When the Irish Constitution is reviewed for information and expression rights, the situation becomes murkier and less explicit. Under the terms of Article 40.6.1(i) the political speech right article makes specific reference to the ‘rightful liberty of expression’ as including the right to ‘criticise government policy’. When read in conjunction with Article 6.1, which terms the citizens as the final arbiters of government policy, it can be argued that the framers of the constitution envisaged a more engaged form of representative democracy than today. As stated by Hogan J in Doherty v. Referendum Commission,
It may thus be said, adapting freely the words of Holmes, that the theory of popular sovereignty for which Griffith argued and Pearse fought and Collins died and de Valera spoke and Hearne drafted and Henchy wrote and Walsh decided has become our own constitutional cornerstone
Even though the Doherty case was in relation to balance speech in a referendum setting, the sentiments regarding Articles 6.1 and 40.6.1(i) in Doherty illustrate the need for access to information in a democracy.
The Constitution trusts in the power of argument and debate and reasoned discussion and, again, the informed citizenry of which I spoke, who will discharge their civic responsibility to inform themselves in their own interests, that of their neighbors and that of their country.
The Cullen v.

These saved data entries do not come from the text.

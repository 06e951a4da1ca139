//! # Toolhub MCP
//!
//! Serves a [`toolhub_core::ToolRegistry`] over the Model Context Protocol
//! using the official Rust SDK (`rmcp`).
//!
//! - `tools/list` returns every registered tool with its JSON Schema
//! - `tools/call` validates and dispatches through the registry
//! - handler failures come back as `CallToolResult` with `is_error: true`
//! - unknown tools and invalid arguments are `invalid_params` protocol errors
//!
//! ## Example
//!
//! ```rust,no_run
//! use std::sync::Arc;
//! use toolhub_core::ToolRegistry;
//! use toolhub_mcp::McpServer;
//!
//! #[tokio::main]
//! async fn main() -> Result<(), Box<dyn std::error::Error>> {
//!     let registry = ToolRegistry::new();
//!     McpServer::new(Arc::new(registry)).serve_stdio().await?;
//!     Ok(())
//! }
//! ```

pub mod adapter;
pub mod error;
pub mod server;

pub use adapter::{arguments_value, to_call_tool_result, to_mcp_tool};
pub use error::{McpError, McpResult};
pub use server::{McpServer, ServerInfo};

Toibin judgment may also indicate that there is a limited unenumerated right to official information.
It was not until the promulgation of the Freedom of Information Act 1997 that a concrete legislative right was placed in the hands of the citizen to access information, both personal and in the public interest.
The 2003 Act made regressive steps regarding access rights, the most controversial of which related to upfront fees for access regarding public information queries. This position seems set to remain in the current Freedom of Information Bill 2013. Even though vociferous comment has been made regarding the proposed fee structure, the consideration of the constitutional and human rights dimension of the debate has not been heard. The current level of the debate in Ireland focuses on the chilling effect of fees, especially the framework that was championed by the current Minister for Public Reform until it was sidelined two weeks ago in a rather public climb-down.
The rights discourse surrounding the ability of citizens to access government information has been sidelined. Indeed, the application of fees to accessing public interest information would reasonably create a chilling effect on the amount of information sought. Yet, the application of fees to requests for such information could be interpreted as impeding the rightful liberty of expression to ‘criticise government policy’ as indicated under the provisions of Article 40.6.1(i).
The recognition of freedom of information as a human right, in line with Article 10, as part of the Irish Constitution would establish the right to information as a powerful tool against the concepts of information asymmetry, legal corruption and influence selling which has been consistently highlighted in many international reports on corruption and transparency.
It is important to remember that freedom of information is not just about accessing government information but regularising the citizen – government relationship. Fostering the amount of democratic supervision, which the citizens themselves may carry out, and moderating the influence of perceived ‘insiders’ in the corridors of power can improve this relationship. Therefore the Constitutional Convention should be strongly urged to consider this as part of the summary of other amendments that may be deemed necessary to modernise the Constitution.
In conclusion, with the importance of an adequate right to access, the human rights aspect of freedom of information has to be included in any further consideration of this issue. The link between official information and the democratic relationship between politicians and citizens needs to be placed as a cornerstone of political reform and not as a means of revenue creation for the State.